Importantly, what separates our study from other published data to date, is the method to correct for diabetes severity. In other studies, users of DPP-4I were compared to non-users, and frequently statistical correction was applied for age, sex, and comorbidities. Correction for diabetes severity was however not applied. Importantly, T2DM patients can be heterogenous with regards to diabetes severity, glucose control and complications. As such, patients only using metformin are generally not comparable to those on a multi-dose insulin schedule, while both groups do not use DPP-4I. Simply comparing DPP-4I users to non-users could introduce bias when not correcting for diabetes severity. Therefore, in the current analysis, we compared DPP-4I users to several groups of non-DPP-4I users, hereby creating a surrogate for diabetes severity. Using this technique, we observed no difference in outcomes between the groups.

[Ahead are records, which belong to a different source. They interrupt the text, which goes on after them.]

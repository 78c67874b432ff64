//! Controller configuration
//!
//! Loaded from YAML with camelCase keys:
//!
//! ```yaml
//! trustDomain: example.org
//! clusterName: prod
//! clusterDomain: cluster.local
//! ignoreNamespaces: [kube-system]
//! ```

use serde::{Deserialize, Serialize};
use spiffe::TrustDomain;
use tracing::debug;

use crate::entry::EntryRenderer;
use crate::{Error, Result};

/// Namespaces skipped when no `ignoreNamespaces` is configured
pub const DEFAULT_IGNORE_NAMESPACES: &[&str] = &["kube-system", "kube-public", "spire-system"];

fn default_ignore_namespaces() -> Vec<String> {
    DEFAULT_IGNORE_NAMESPACES
        .iter()
        .map(|ns| ns.to_string())
        .collect()
}

/// Settings shared by every entry derived in a cluster
#[derive(Debug, Clone, PartialEq, Eq, Serialize, Deserialize)]
#[serde(rename_all = "camelCase")]
pub struct ControllerConfig {
    /// Trust domain all rendered SPIFFE IDs must belong to
    pub trust_domain: String,
    /// Cluster name used in parent IDs
    pub cluster_name: String,
    /// Cluster DNS domain, e.g. `cluster.local`
    #[serde(default)]
    pub cluster_domain: String,
    /// Namespaces whose pods never get entries
    #[serde(default = "default_ignore_namespaces")]
    pub ignore_namespaces: Vec<String>,
}

impl ControllerConfig {
    /// Parse and validate configuration from YAML
    pub fn from_yaml(yaml: &str) -> Result<Self> {
        let config: Self =
            serde_yaml::from_str(yaml).map_err(|e| Error::config(format!("invalid YAML: {e}")))?;
        config.validate()?;
        debug!(
            trust_domain = %config.trust_domain,
            cluster_name = %config.cluster_name,
            cluster_domain = %config.cluster_domain,
            ignore_namespaces = config.ignore_namespaces.len(),
            "Loaded controller configuration"
        );
        Ok(config)
    }

    /// Check the trust domain is well formed and the cluster name is set
    pub fn validate(&self) -> Result<()> {
        self.parsed_trust_domain()?;
        if self.cluster_name.trim().is_empty() {
            return Err(Error::config("clusterName is required"));
        }
        Ok(())
    }

    /// Whether pods in `namespace` are skipped
    pub fn is_namespace_ignored(&self, namespace: &str) -> bool {
        self.ignore_namespaces.iter().any(|ns| ns == namespace)
    }

    /// Renderer bound to this cluster's trust domain, name and DNS domain
    pub fn entry_renderer(&self) -> Result<EntryRenderer> {
        self.validate()?;
        Ok(EntryRenderer::new(
            self.parsed_trust_domain()?,
            self.cluster_name.clone(),
            self.cluster_domain.clone(),
        ))
    }

    fn parsed_trust_domain(&self) -> Result<TrustDomain> {
        TrustDomain::new(&self.trust_domain)
            .map_err(|e| Error::config(format!("invalid trustDomain {:?}: {e}", self.trust_domain)))
    }
}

The current analysis has several limitations. First, and foremost, the absolute number of patients using a DPP-4I is relatively low. However, we used propensity score matching to increase statistical power by generating comparable groups. Moreover, even though the numbers are low, it is one of the largest prospective analyses in a Western population. Second, the database did not contain data on diabetes duration, or the duration of taking DPP-4 inhibitors. As indicated, we have tried to circumvent the lack of information on diabetes duration, diabetes complications, or glucose control by using other diabetes medication as proxy. A strength of the current study is the use of prospective data from several hospitals throughout The Netherlands, without selection or inclusion criteria regarding diabetes, which allows generalization to most (Dutch) patients with T2DM.

Thus, it can be suggested that patients with T2DM who already use DPP-4I do not have a different clinical course when contracting COVID-19, yet more studies are needed to understand whether starting a DPP-4I at time of admission is beneficial.